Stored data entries
■ ■ ■ ■ ■
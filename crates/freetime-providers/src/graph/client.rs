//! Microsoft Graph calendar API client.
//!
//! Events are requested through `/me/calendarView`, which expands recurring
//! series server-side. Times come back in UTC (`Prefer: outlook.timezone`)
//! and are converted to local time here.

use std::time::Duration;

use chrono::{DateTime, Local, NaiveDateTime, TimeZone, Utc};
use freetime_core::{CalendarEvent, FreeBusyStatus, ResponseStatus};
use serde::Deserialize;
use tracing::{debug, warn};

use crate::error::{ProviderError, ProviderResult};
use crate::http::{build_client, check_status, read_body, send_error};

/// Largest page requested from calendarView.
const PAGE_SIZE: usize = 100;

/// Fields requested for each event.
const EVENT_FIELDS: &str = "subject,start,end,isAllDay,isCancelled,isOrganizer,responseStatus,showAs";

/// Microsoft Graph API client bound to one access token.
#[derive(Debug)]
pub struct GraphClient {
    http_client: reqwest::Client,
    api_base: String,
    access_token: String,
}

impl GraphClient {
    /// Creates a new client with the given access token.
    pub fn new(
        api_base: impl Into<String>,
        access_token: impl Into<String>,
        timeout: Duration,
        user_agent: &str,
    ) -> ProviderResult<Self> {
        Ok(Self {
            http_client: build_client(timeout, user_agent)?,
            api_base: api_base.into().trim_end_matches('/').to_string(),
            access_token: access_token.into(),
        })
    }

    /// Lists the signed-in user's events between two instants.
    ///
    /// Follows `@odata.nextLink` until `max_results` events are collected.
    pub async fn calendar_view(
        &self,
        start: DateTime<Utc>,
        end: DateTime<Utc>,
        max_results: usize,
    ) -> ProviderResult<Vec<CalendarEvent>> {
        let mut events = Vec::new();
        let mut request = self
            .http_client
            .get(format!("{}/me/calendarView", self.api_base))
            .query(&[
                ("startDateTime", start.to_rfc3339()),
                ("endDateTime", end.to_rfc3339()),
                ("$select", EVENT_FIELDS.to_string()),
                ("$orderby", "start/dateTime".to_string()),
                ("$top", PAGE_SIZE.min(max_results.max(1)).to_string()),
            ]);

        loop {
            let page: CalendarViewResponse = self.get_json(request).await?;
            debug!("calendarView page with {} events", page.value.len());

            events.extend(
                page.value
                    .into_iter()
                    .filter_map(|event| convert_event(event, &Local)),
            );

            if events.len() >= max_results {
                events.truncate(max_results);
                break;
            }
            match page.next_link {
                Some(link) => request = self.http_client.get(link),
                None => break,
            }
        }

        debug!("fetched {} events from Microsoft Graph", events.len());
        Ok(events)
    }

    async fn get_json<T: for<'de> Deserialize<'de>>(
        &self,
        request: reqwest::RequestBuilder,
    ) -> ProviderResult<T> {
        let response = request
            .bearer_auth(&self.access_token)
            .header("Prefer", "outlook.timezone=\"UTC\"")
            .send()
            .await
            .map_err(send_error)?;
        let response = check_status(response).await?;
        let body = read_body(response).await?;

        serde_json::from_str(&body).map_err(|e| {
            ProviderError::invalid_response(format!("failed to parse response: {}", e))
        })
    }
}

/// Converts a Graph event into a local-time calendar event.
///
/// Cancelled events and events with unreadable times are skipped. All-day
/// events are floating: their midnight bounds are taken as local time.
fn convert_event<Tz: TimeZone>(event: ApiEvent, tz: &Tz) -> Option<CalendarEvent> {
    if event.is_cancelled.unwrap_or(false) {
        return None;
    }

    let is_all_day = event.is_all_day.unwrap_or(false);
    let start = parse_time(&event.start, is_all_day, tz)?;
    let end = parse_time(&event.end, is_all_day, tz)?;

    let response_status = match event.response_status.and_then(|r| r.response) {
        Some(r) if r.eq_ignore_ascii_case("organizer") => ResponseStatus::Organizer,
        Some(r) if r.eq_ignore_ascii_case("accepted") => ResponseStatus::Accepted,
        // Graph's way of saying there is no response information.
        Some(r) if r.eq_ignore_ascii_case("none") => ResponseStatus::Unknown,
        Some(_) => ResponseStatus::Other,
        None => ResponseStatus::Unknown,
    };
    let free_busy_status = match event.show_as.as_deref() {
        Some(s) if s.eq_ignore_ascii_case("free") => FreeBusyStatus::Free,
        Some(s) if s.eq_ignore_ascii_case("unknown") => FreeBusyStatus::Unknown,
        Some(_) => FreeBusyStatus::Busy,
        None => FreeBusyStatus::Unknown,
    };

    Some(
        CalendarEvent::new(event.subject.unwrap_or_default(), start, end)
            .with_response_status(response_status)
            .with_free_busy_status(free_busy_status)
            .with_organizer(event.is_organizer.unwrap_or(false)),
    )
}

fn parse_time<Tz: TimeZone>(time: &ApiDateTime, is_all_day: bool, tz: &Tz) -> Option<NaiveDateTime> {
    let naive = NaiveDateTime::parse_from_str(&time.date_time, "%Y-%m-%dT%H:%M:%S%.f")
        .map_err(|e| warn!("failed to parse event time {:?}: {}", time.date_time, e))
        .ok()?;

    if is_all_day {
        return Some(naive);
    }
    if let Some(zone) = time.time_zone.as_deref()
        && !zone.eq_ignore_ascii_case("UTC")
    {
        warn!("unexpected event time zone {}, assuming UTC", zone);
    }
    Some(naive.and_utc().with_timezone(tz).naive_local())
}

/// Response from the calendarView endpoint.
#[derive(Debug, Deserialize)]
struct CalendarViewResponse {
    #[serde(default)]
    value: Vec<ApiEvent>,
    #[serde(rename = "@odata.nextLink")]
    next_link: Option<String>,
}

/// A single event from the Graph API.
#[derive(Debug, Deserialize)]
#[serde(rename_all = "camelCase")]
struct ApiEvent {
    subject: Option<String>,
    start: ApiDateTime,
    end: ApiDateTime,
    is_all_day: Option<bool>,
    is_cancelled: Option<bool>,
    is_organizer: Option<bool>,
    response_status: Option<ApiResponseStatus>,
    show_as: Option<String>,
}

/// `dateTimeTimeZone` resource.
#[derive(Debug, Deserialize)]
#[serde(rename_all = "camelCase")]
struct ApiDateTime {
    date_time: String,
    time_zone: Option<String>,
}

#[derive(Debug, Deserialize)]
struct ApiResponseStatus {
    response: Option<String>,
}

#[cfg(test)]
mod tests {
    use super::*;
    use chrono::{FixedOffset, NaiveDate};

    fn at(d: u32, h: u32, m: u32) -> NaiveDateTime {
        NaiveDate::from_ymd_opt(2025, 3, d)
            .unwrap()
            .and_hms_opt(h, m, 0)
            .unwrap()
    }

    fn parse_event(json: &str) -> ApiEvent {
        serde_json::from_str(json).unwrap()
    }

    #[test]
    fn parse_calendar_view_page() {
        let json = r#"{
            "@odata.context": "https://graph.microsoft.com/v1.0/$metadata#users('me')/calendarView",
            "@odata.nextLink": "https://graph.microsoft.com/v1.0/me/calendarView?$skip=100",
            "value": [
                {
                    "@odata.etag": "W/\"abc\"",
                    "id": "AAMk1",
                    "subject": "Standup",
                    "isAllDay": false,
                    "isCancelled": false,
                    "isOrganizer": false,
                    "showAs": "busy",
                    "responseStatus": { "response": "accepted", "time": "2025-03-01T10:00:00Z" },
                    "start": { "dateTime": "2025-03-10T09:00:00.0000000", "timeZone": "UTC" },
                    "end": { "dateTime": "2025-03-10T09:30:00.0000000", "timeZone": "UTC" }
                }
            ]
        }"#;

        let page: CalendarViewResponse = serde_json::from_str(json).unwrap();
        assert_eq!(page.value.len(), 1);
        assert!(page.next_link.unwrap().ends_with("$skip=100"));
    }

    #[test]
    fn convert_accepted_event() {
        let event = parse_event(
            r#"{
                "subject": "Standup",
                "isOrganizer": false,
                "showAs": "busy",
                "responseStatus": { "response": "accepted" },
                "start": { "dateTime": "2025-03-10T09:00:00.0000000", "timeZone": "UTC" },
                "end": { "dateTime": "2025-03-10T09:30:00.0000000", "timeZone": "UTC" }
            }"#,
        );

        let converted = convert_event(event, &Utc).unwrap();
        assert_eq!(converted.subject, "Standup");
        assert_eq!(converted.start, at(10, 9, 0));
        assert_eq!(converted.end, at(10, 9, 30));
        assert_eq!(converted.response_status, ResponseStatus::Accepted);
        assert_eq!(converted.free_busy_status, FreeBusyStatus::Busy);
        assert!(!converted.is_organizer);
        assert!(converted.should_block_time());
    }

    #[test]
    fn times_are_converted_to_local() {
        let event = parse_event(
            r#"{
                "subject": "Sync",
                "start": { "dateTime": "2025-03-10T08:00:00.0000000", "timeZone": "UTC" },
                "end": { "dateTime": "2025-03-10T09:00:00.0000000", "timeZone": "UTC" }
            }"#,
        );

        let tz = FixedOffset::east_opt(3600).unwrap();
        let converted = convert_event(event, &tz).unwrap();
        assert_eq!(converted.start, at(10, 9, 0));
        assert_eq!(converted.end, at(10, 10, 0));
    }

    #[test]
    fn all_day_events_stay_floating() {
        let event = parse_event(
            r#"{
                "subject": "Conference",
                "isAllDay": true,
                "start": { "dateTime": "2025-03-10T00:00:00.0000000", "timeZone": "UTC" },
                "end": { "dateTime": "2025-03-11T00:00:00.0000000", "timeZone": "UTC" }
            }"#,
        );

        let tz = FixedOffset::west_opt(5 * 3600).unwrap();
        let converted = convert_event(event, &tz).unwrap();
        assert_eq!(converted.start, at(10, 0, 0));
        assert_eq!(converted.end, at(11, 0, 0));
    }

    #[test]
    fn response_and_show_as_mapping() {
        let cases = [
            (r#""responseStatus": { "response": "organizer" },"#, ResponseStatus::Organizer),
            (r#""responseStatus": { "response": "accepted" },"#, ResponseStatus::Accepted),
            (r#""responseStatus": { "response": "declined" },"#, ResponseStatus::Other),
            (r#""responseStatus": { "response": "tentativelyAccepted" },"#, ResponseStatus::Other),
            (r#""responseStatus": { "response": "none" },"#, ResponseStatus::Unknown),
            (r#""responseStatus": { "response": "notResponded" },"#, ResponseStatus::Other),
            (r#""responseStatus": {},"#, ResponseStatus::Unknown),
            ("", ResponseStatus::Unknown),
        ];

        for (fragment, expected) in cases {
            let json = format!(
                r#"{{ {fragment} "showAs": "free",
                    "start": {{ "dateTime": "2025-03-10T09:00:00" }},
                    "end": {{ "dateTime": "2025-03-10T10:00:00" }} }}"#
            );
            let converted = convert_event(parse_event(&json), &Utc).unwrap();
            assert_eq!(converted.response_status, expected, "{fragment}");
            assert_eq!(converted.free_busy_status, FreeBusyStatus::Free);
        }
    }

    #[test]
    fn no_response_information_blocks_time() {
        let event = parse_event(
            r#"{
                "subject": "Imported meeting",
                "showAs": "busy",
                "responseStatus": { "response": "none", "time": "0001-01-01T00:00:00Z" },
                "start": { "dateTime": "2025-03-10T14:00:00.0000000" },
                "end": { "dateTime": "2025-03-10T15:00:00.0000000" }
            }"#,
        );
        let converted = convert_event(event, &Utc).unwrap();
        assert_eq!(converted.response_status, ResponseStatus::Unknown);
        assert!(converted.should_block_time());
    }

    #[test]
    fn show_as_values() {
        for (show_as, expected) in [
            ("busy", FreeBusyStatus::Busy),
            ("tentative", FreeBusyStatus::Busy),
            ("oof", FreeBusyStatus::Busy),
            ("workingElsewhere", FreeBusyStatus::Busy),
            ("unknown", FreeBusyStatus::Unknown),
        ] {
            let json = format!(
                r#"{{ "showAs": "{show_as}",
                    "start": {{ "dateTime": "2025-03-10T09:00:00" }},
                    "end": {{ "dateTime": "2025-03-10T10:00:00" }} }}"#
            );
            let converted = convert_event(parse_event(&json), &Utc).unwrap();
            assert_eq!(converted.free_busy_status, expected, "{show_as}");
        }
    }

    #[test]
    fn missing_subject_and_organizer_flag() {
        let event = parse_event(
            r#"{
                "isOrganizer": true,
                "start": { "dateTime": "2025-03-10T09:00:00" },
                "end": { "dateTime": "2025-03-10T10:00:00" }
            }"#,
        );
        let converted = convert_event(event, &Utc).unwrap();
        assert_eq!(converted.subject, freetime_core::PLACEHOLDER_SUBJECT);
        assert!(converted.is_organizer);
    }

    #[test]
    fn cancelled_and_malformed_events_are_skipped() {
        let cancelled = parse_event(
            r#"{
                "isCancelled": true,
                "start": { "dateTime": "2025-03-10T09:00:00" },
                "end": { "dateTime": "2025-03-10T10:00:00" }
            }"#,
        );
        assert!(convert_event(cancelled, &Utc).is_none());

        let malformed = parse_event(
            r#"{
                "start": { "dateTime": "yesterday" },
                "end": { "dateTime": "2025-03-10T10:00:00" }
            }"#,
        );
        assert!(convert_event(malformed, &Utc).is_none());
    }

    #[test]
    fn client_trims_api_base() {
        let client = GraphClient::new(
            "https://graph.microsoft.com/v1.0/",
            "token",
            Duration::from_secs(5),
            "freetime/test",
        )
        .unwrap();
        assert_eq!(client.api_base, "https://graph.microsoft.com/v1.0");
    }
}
■ ■ ■ ■ ■
* **Work to complete**
Please find every line in the records above that holds the word "isAllDay" and copy it.

* **Task solution**
const EVENT_FIELDS: &str = "subject,start,end,isAllDay,isCancelled,isOrganizer,responseStatus,showAs";
                    "isAllDay": false,
                "isAllDay": true,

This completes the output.